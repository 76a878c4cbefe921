//! View Projector
//!
//! Pure projection of the working set into an ordered display list.
//! No state, no I/O; preference sets are only read.
//!
//! Search matches text, author and category, case-insensitively.

use rand::seq::SliceRandom;

use super::preferences::PreferenceSet;
use super::quote::{Quote, SortMode};

/// Ephemeral view parameters, reset on every run
#[derive(Debug, Clone, Default, PartialEq, Eq)]
pub struct ViewParams {
    pub search_query: String,
    pub sort_mode: SortMode,
}

/// One row of the display list
#[derive(Debug, Clone, PartialEq, Eq)]
pub struct DisplayQuote {
    pub quote: Quote,
    pub is_liked: bool,
    pub is_bookmarked: bool,
}

/// Whether `quote` passes the search filter
pub fn matches_query(quote: &Quote, query: &str) -> bool {
    if query.is_empty() {
        return true;
    }
    let needle = query.to_lowercase();
    quote.text.to_lowercase().contains(&needle)
        || quote.author.to_lowercase().contains(&needle)
        || quote.category.to_lowercase().contains(&needle)
}

/// Filter, then order, then annotate with preference membership.
///
/// `Random` order is a fresh unseeded shuffle, so two projections of the same
/// inputs may differ.
pub fn project(
    working_set: &[Quote],
    params: &ViewParams,
    liked: &PreferenceSet,
    bookmarked: &PreferenceSet,
) -> Vec<DisplayQuote> {
    let mut rows: Vec<DisplayQuote> = working_set
        .iter()
        .filter(|q| matches_query(q, &params.search_query))
        .map(|q| DisplayQuote {
            quote: q.clone(),
            is_liked: liked.contains(q.identity()),
            is_bookmarked: bookmarked.contains(q.identity()),
        })
        .collect();

    match params.sort_mode {
        SortMode::Recent => {}
        SortMode::Popular => rows = stable_partition(rows, |row| row.is_liked),
        SortMode::Random => rows.shuffle(&mut rand::thread_rng()),
    }

    rows
}

/// Elements matching `pred` first; each group keeps its relative order.
fn stable_partition<T>(items: Vec<T>, pred: impl Fn(&T) -> bool) -> Vec<T> {
    let (mut head, tail): (Vec<T>, Vec<T>) = items.into_iter().partition(|item| pred(item));
    head.extend(tail);
    head
}

#[cfg(test)]
mod tests {
    use super::*;

    fn working_set() -> Vec<Quote> {
        vec![
            Quote::new("The only way out is through.", "Robert Frost", "life"),
            Quote::new("Simplicity is the ultimate sophistication.", "Leonardo da Vinci", "wisdom"),
            Quote::new("Laughter is the best medicine.", "Proverb", "humor"),
            Quote::new("Know thyself.", "Socrates", "wisdom"),
            Quote::new("Love all, trust a few.", "William Shakespeare", "love"),
        ]
    }

    fn texts(rows: &[DisplayQuote]) -> Vec<&str> {
        rows.iter().map(|r| r.quote.text.as_str()).collect()
    }

    fn params(query: &str, sort_mode: SortMode) -> ViewParams {
        ViewParams {
            search_query: query.to_string(),
            sort_mode,
        }
    }

    #[test]
    fn test_empty_query_keeps_everything_in_order() {
        let set = working_set();
        let rows = project(&set, &ViewParams::default(), &PreferenceSet::new(), &PreferenceSet::new());
        let expected: Vec<&str> = set.iter().map(|q| q.text.as_str()).collect();
        assert_eq!(texts(&rows), expected);
    }

    #[test]
    fn test_filter_matches_text_author_and_category() {
        let set = working_set();
        let none = PreferenceSet::new();

        let by_text = project(&set, &params("MEDICINE", SortMode::Recent), &none, &none);
        assert_eq!(texts(&by_text), vec!["Laughter is the best medicine."]);

        let by_author = project(&set, &params("socr", SortMode::Recent), &none, &none);
        assert_eq!(texts(&by_author), vec!["Know thyself."]);

        let by_category = project(&set, &params("Wisdom", SortMode::Recent), &none, &none);
        assert_eq!(
            texts(&by_category),
            vec!["Simplicity is the ultimate sophistication.", "Know thyself."]
        );
    }

    #[test]
    fn test_filter_is_exact_iff_relation() {
        let set = working_set();
        let none = PreferenceSet::new();
        for query in ["", "the", "wis", "zzz", "Love", " "] {
            let rows = project(&set, &params(query, SortMode::Recent), &none, &none);
            for quote in &set {
                let q = query.to_lowercase();
                let expected = q.is_empty()
                    || quote.text.to_lowercase().contains(&q)
                    || quote.author.to_lowercase().contains(&q)
                    || quote.category.to_lowercase().contains(&q);
                let present = rows.iter().any(|r| &r.quote == quote);
                assert_eq!(present, expected, "query {:?} quote {:?}", query, quote.text);
            }
        }
    }

    #[test]
    fn test_recent_is_filtered_subsequence() {
        let set = working_set();
        let none = PreferenceSet::new();
        let rows = project(&set, &params("t", SortMode::Recent), &none, &none);
        let expected: Vec<&str> = set
            .iter()
            .filter(|q| matches_query(q, "t"))
            .map(|q| q.text.as_str())
            .collect();
        assert_eq!(texts(&rows), expected);
    }

    #[test]
    fn test_popular_is_stable_partition() {
        let set = working_set();
        let liked: PreferenceSet = ["Know thyself.", "Simplicity is the ultimate sophistication."]
            .into_iter()
            .collect();
        let rows = project(&set, &params("", SortMode::Popular), &liked, &PreferenceSet::new());

        assert_eq!(
            texts(&rows),
            vec![
                "Simplicity is the ultimate sophistication.",
                "Know thyself.",
                "The only way out is through.",
                "Laughter is the best medicine.",
                "Love all, trust a few.",
            ]
        );
        assert!(rows[0].is_liked && rows[1].is_liked);
        assert!(rows[2..].iter().all(|r| !r.is_liked));
    }

    #[test]
    fn test_popular_without_likes_keeps_order() {
        let set = working_set();
        let none = PreferenceSet::new();
        let recent = project(&set, &params("", SortMode::Recent), &none, &none);
        let popular = project(&set, &params("", SortMode::Popular), &none, &none);
        assert_eq!(recent, popular);
    }

    #[test]
    fn test_random_preserves_multiset() {
        let set = working_set();
        let none = PreferenceSet::new();
        for _ in 0..20 {
            let rows = project(&set, &params("", SortMode::Random), &none, &none);
            assert_eq!(rows.len(), set.len());
            let mut got = texts(&rows);
            let mut expected: Vec<&str> = set.iter().map(|q| q.text.as_str()).collect();
            got.sort();
            expected.sort();
            assert_eq!(got, expected);
        }
    }

    #[test]
    fn test_flags_follow_membership() {
        let set = working_set();
        let liked: PreferenceSet = ["Know thyself."].into_iter().collect();
        let bookmarked: PreferenceSet = ["Know thyself.", "Love all, trust a few."].into_iter().collect();
        let rows = project(&set, &ViewParams::default(), &liked, &bookmarked);

        let know = rows.iter().find(|r| r.quote.text == "Know thyself.").unwrap();
        assert!(know.is_liked && know.is_bookmarked);
        let love = rows.iter().find(|r| r.quote.text == "Love all, trust a few.").unwrap();
        assert!(!love.is_liked && love.is_bookmarked);
        assert_eq!(liked.len(), 1);
    }

    #[test]
    fn test_duplicate_wording_shares_preference_state() {
        let set = vec![
            Quote::new("Carpe diem.", "Horace", "life"),
            Quote::new("Carpe diem.", "Anonymous", "motivation"),
        ];
        let liked: PreferenceSet = ["Carpe diem."].into_iter().collect();
        let rows = project(&set, &ViewParams::default(), &liked, &PreferenceSet::new());
        assert!(rows.iter().all(|r| r.is_liked));
    }
}
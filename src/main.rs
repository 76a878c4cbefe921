//! QuoteVerse - browse, search and save quotations from the command line

use anyhow::Result;
use clap::Parser;
use tracing_subscriber::{fmt, EnvFilter};

use quoteverse::adapters::cli::{self, CliApp};
use quoteverse::config::load_config;

#[tokio::main]
async fn main() -> Result<()> {
    // Load .env file if it exists (API key goes here, not in the config file)
    dotenvy::dotenv().ok();

    let app = CliApp::parse();

    // Commands report config errors themselves; here it only picks the log level
    let config_level = load_config(&app.config).ok().map(|c| c.logging.level);
    init_logging(app.verbose, app.debug, config_level.as_deref())?;

    cli::execute(app).await
}

fn init_logging(verbose: bool, debug: bool, config_level: Option<&str>) -> Result<()> {
    let filter = if debug {
        EnvFilter::new("debug")
    } else if verbose {
        EnvFilter::new("info")
    } else {
        EnvFilter::new(config_level.unwrap_or("warn"))
    };

    fmt().with_env_filter(filter).with_writer(std::io::stderr).init();
    Ok(())
}
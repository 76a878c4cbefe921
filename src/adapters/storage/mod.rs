//! Storage Adapters
//!
//! Implementations of the PreferenceStorage port.

mod json_file;

pub use json_file::JsonFileStorage;
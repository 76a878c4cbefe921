//! JSON File Storage
//!
//! Persists each preference entry as `<data_dir>/<key>.json`, so liked and
//! bookmarked sets survive process restarts.

use std::fs;
use std::path::{Path, PathBuf};

use crate::ports::storage::{PreferenceStorage, StorageError};

/// File-backed key/value storage rooted at a data directory
#[derive(Debug, Clone)]
pub struct JsonFileStorage {
    data_dir: PathBuf,
}

impl JsonFileStorage {
    /// Create a storage rooted at `data_dir` (created lazily on first write)
    pub fn new(data_dir: impl Into<PathBuf>) -> Self {
        Self {
            data_dir: data_dir.into(),
        }
    }

    pub fn data_dir(&self) -> &Path {
        &self.data_dir
    }

    /// File path for a storage key
    pub fn entry_path(&self, key: &str) -> Result<PathBuf, StorageError> {
        if key.is_empty() || key.contains(['/', '\\']) || key.starts_with('.') {
            return Err(StorageError::Unavailable(format!("invalid storage key '{}'", key)));
        }
        Ok(self.data_dir.join(format!("{}.json", key)))
    }
}

impl PreferenceStorage for JsonFileStorage {
    fn read(&self, key: &str) -> Result<Option<String>, StorageError> {
        let path = self.entry_path(key)?;
        if !path.exists() {
            return Ok(None);
        }

        let content = fs::read_to_string(&path).map_err(|e| StorageError::ReadError {
            key: key.to_string(),
            reason: e.to_string(),
        })?;

        if content.trim().is_empty() {
            return Ok(None);
        }
        Ok(Some(content))
    }

    fn write(&self, key: &str, value: &str) -> Result<(), StorageError> {
        let path = self.entry_path(key)?;

        // Ensure parent directory exists
        if let Some(parent) = path.parent() {
            fs::create_dir_all(parent).map_err(|e| StorageError::Unavailable(e.to_string()))?;
        }

        fs::write(&path, value).map_err(|e| StorageError::WriteError {
            key: key.to_string(),
            reason: e.to_string(),
        })?;

        tracing::debug!("Preference entry written: {}", path.display());
        Ok(())
    }
}

#[cfg(test)]
mod tests {
    use super::*;
    use tempfile::tempdir;

    #[test]
    fn test_read_nonexistent() {
        let dir = tempdir().unwrap();
        let storage = JsonFileStorage::new(dir.path());
        assert_eq!(storage.read("likedQuotes").unwrap(), None);
    }

    #[test]
    fn test_write_and_read() {
        let dir = tempdir().unwrap();
        let storage = JsonFileStorage::new(dir.path());

        storage.write("likedQuotes", r#"["Know thyself."]"#).unwrap();
        assert!(dir.path().join("likedQuotes.json").exists());
        assert_eq!(
            storage.read("likedQuotes").unwrap(),
            Some(r#"["Know thyself."]"#.to_string())
        );
    }

    #[test]
    fn test_write_overwrites() {
        let dir = tempdir().unwrap();
        let storage = JsonFileStorage::new(dir.path());

        storage.write("bookmarkedQuotes", r#"["a","b"]"#).unwrap();
        storage.write("bookmarkedQuotes", r#"["c"]"#).unwrap();
        assert_eq!(storage.read("bookmarkedQuotes").unwrap(), Some(r#"["c"]"#.to_string()));
    }

    #[test]
    fn test_creates_missing_data_dir() {
        let dir = tempdir().unwrap();
        let nested = dir.path().join("state").join("quoteverse");
        let storage = JsonFileStorage::new(&nested);

        storage.write("likedQuotes", "[]").unwrap();
        assert!(nested.join("likedQuotes.json").exists());
    }

    #[test]
    fn test_blank_file_reads_as_absent() {
        let dir = tempdir().unwrap();
        fs::write(dir.path().join("likedQuotes.json"), "  \n").unwrap();
        let storage = JsonFileStorage::new(dir.path());
        assert_eq!(storage.read("likedQuotes").unwrap(), None);
    }

    #[test]
    fn test_rejects_path_like_keys() {
        let storage = JsonFileStorage::new("/tmp");
        assert!(storage.entry_path("../escape").is_err());
        assert!(storage.entry_path("a/b").is_err());
        assert!(storage.entry_path("").is_err());
        assert!(storage.entry_path("likedQuotes").is_ok());
    }

    #[test]
    fn test_unwritable_location_is_an_error() {
        let dir = tempdir().unwrap();
        let blocker = dir.path().join("not_a_dir");
        fs::write(&blocker, "file").unwrap();

        let storage = JsonFileStorage::new(&blocker);
        assert!(storage.write("likedQuotes", "[]").is_err());
    }
}
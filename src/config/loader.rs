//! Configuration Loader
//!
//! Loads and validates configuration from TOML files matching config/quoteverse.toml.

use serde::Deserialize;
use std::path::{Path, PathBuf};
use std::time::Duration;
use thiserror::Error;

use crate::adapters::api_ninjas::{ApiNinjasConfig, API_KEY_PLACEHOLDER, DEFAULT_API_BASE_URL};
use crate::application::DEFAULT_UNSCOPED_BATCHES;

/// Environment variable consulted when the config file carries no key
pub const API_KEY_ENV: &str = "API_NINJAS_KEY";

/// Upper bound on concurrent batches per unscoped load
pub const MAX_UNSCOPED_BATCHES: usize = 10;

const LOG_LEVELS: [&str; 5] = ["trace", "debug", "info", "warn", "error"];

/// Main configuration structure matching config/quoteverse.toml
#[derive(Debug, Clone, Deserialize)]
pub struct Config {
    pub api: ApiSection,
    #[serde(default)]
    pub storage: StorageSection,
    #[serde(default)]
    pub logging: LoggingSection,
}

/// Quote provider section
#[derive(Debug, Clone, Deserialize)]
pub struct ApiSection {
    /// API base URL (`/quotes` is appended)
    #[serde(default = "default_base_url")]
    pub base_url: String,
    /// API key; prefer the API_NINJAS_KEY env var over committing it
    #[serde(default)]
    pub api_key: Option<String>,
    /// Request timeout in seconds
    #[serde(default = "default_timeout_secs")]
    pub timeout_secs: u64,
    /// Concurrent batches merged by an unscoped load
    #[serde(default = "default_unscoped_batches")]
    pub unscoped_batches: usize,
}

/// Preference storage section
#[derive(Debug, Clone, Deserialize)]
pub struct StorageSection {
    /// Directory holding likedQuotes.json and bookmarkedQuotes.json
    pub data_dir: String,
}

impl Default for StorageSection {
    fn default() -> Self {
        Self {
            data_dir: "~/.local/share/quoteverse".to_string(),
        }
    }
}

/// Logging configuration section
#[derive(Debug, Clone, Deserialize)]
pub struct LoggingSection {
    /// Log level: "trace", "debug", "info", "warn", "error"
    pub level: String,
}

impl Default for LoggingSection {
    fn default() -> Self {
        Self {
            level: "warn".to_string(),
        }
    }
}

fn default_base_url() -> String {
    DEFAULT_API_BASE_URL.to_string()
}

fn default_timeout_secs() -> u64 {
    10
}

fn default_unscoped_batches() -> usize {
    DEFAULT_UNSCOPED_BATCHES
}

/// Configuration errors
#[derive(Debug, Error)]
pub enum ConfigError {
    #[error("Failed to read config file: {0}")]
    IoError(#[from] std::io::Error),
    #[error("Failed to parse TOML: {0}")]
    ParseError(#[from] toml::de::Error),
    #[error("Validation failed: {0}")]
    ValidationError(String),
}

/// Load configuration from a TOML file
pub fn load_config<P: AsRef<Path>>(path: P) -> Result<Config, ConfigError> {
    let content = std::fs::read_to_string(path)?;
    let config: Config = toml::from_str(&content)?;
    config.validate()?;
    Ok(config)
}

impl Config {
    /// Validate all configuration parameters
    pub fn validate(&self) -> Result<(), ConfigError> {
        if self.api.base_url.trim().is_empty() {
            return Err(ConfigError::ValidationError(
                "base_url cannot be empty".to_string(),
            ));
        }

        if self.api.timeout_secs == 0 {
            return Err(ConfigError::ValidationError(format!(
                "timeout_secs must be > 0, got {}",
                self.api.timeout_secs
            )));
        }

        if self.api.unscoped_batches == 0 || self.api.unscoped_batches > MAX_UNSCOPED_BATCHES {
            return Err(ConfigError::ValidationError(format!(
                "unscoped_batches must be 1-{}, got {}",
                MAX_UNSCOPED_BATCHES, self.api.unscoped_batches
            )));
        }

        if self.storage.data_dir.trim().is_empty() {
            return Err(ConfigError::ValidationError(
                "data_dir cannot be empty".to_string(),
            ));
        }

        if !LOG_LEVELS.contains(&self.logging.level.to_ascii_lowercase().as_str()) {
            return Err(ConfigError::ValidationError(format!(
                "logging level must be one of {:?}, got '{}'",
                LOG_LEVELS, self.logging.level
            )));
        }

        Ok(())
    }
}

impl ApiSection {
    /// Get API key with environment variable fallback
    /// Checks API_NINJAS_KEY env var if config value is empty, None or the placeholder
    pub fn get_api_key(&self) -> Option<String> {
        if let Some(ref key) = self.api_key {
            let key = key.trim();
            if !key.is_empty() && key != API_KEY_PLACEHOLDER {
                return Some(key.to_string());
            }
        }
        std::env::var(API_KEY_ENV).ok()
    }
}

impl StorageSection {
    /// Data directory with `~` expanded
    pub fn data_dir_path(&self) -> PathBuf {
        PathBuf::from(shellexpand::tilde(&self.data_dir).to_string())
    }
}

// Conversion from Config to the API client configuration
impl From<&Config> for ApiNinjasConfig {
    fn from(config: &Config) -> Self {
        ApiNinjasConfig {
            api_base_url: config.api.base_url.clone(),
            api_key: config.api.get_api_key(),
            timeout: Duration::from_secs(config.api.timeout_secs),
        }
    }
}
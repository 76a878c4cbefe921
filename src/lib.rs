//! QuoteVerse - client-side quote collection library
//!
//! Fetches quotations from a remote provider, keeps liked/bookmarked
//! preferences across runs, and projects a filtered, sorted view.
//!
//! # Modules
//!
//! - `domain`: Core types and pure logic (Quote, PreferenceSet, view projector)
//! - `ports`: Trait abstractions (QuoteSource, PreferenceStorage)
//! - `adapters`: External implementations (API Ninjas, JSON files, CLI)
//! - `config`: Configuration loading and validation
//! - `application`: Collection state manager and preference store

pub mod domain;
pub mod ports;
pub mod adapters;
pub mod config;
pub mod application;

_ _ _

Filter the entries and copy each line with "expected".

        let expected: Vec<&str> = set.iter().map(|q| q.text.as_str()).collect();
        assert_eq!(texts(&rows), expected);
                let expected = q.is_empty()
                assert_eq!(present, expected, "query {:?} quote {:?}", query, quote.text);
        let expected: Vec<&str> = set
        assert_eq!(texts(&rows), expected);
            let mut expected: Vec<&str> = set.iter().map(|q| q.text.as_str()).collect();
            expected.sort();
            assert_eq!(got, expected);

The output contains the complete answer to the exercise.